Obviously, disease stage is the most important factor in predicting survival in cancer patients. Staging is designed to separate anticipated survival into various groups. But when I meet new patients just starting on therapy, I tell them that the second key piece of information that we don't have yet is how responsive their cancer is. Dr. Lara's study demonstrates that we can get a good idea of longer term outcomes within the first couple of months, and that the survival of patients with stable disease is closer to that of responders than that of progressors.
His presentation described data pooled from three large randomized trials conducted by the Southwest Oncology Group over the past decade, which included 984 patients in total:
The actual studies don't matter much -- there were no significant differences in outcomes between the two arms in any of them, and they all had a patient population representative of the kinds of patients who are on US-based clinical trials in lung cancer: median age 62, 2/3 men, generally good performance status. Looking at all of the results together, the RR was 27%, and responses occurred within two months (essentially, at the time of first repeat CT).
Not surprisingly, the median survival was much better in patients who showed a response (15 months) than in those who showed progression (5.2 months). Patients with stable disease fell in between, but closer to responders (10.4 months). THese results are illustrated in the following figure showing survival curves:
The last point is that the survival benefit of patients with a response or SD is set by month 2, and repeat assessment of response at month 3 or 4 does not add more information.

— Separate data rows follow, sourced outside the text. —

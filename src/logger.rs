//! Custom logging module.
//!
//! This module provides a custom logger implementation that formats log
//! entries with a timestamp and forwards them to a callback, which the binary
//! points at stderr.

use crate::error::AppError;
use log::{Level, LevelFilter, Log, Metadata, Record};
use std::sync::{Arc, Mutex};

/// Format a log record into a single line
///
pub fn format_log(record: &Record) -> String {
    let timestamp = chrono::Utc::now().format("%Y-%m-%d %H:%M:%S%.3f");
    let level_str = match record.level() {
        Level::Error => "ERROR",
        Level::Warn => "WARN",
        Level::Info => "INFO",
        Level::Debug => "DEBUG",
        Level::Trace => "TRACE",
    };
    format!("{} {} {}", timestamp, level_str, record.args())
}

type LogCallback = Box<dyn Fn(String) + Send + Sync>;

/// Custom logger that forwards formatted records to a callback
///
pub struct CustomLogger {
    level: LevelFilter,
    log_callback: Arc<Mutex<Option<LogCallback>>>,
}

impl CustomLogger {
    pub fn new(level: LevelFilter) -> Self {
        CustomLogger {
            level,
            log_callback: Arc::new(Mutex::new(None)),
        }
    }

    pub fn set_log_callback(&self, callback: LogCallback) {
        if let Ok(mut guard) = self.log_callback.lock() {
            *guard = Some(callback);
        }
    }
}

impl Log for CustomLogger {
    fn enabled(&self, metadata: &Metadata) -> bool {
        metadata.level() <= self.level
    }

    fn log(&self, record: &Record) {
        if self.enabled(record.metadata()) {
            if let Ok(callback) = self.log_callback.lock() {
                if let Some(ref cb) = *callback {
                    cb(format_log(record));
                }
            }
        }
    }

    fn flush(&self) {}
}

/// Install a logger at the given level that writes every line to stderr.
///
pub fn init(level: LevelFilter) -> Result<(), AppError> {
    let logger = CustomLogger::new(level);
    logger.set_log_callback(Box::new(|line| eprintln!("{}", line)));
    log::set_logger(Box::leak(Box::new(logger))).map_err(|e| AppError::Logger(e.to_string()))?;
    log::set_max_level(level);
    Ok(())
}
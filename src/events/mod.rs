//! Event handling module.
//!
//! This module contains handlers for network events: the campaign lifecycle
//! calls (load, save draft, publish) against the campaigns API.

pub mod network;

Here, survival benefit is measured as a "hazard ratio" (HR) again, where a decimal less than one means an improvement in survival compared to the other group, in this case patients who show progression on their scans. So a HR of 0.42 represents a 58% improvement in survival compared with the reference group (HR set at 1.0), while a number higher than 1, like 1.38, would represent a 38% worsening of survival in that group.
So how well a person's cancer responds after the first two cycles will often provide a good prediction of survival, with progression vs. non-progression or disease control being the biggest difference. However, most of this work was done in the years before targeted therapies like EGFR inhibitors, which probably are more of a wild card after treatment, since there are definitely patients who show early progression on chemo and then do remarkably well with iressa or tarceva. However, as far as conventional chemo goes, the first couple of cycles provides a good litmus test of how someone is likely to do with chemo-based treatment in the future.
These findings are interesting, but this is the first time we've seen this kind of analysis and the suggestion that DCR is more improtant than RR. We need to get more information to clarify whether these results are seen with other trials. However, if validated, these results also imply that we could take an early look at overall differences in DCR after just a few months of a clinical trial in order to assess which treatment is likely to be better. This would mean a potential to separate useful new treatments from less useful ones faster than we can do using our current approaches, so we might bring new approaches into clinical practice earlier.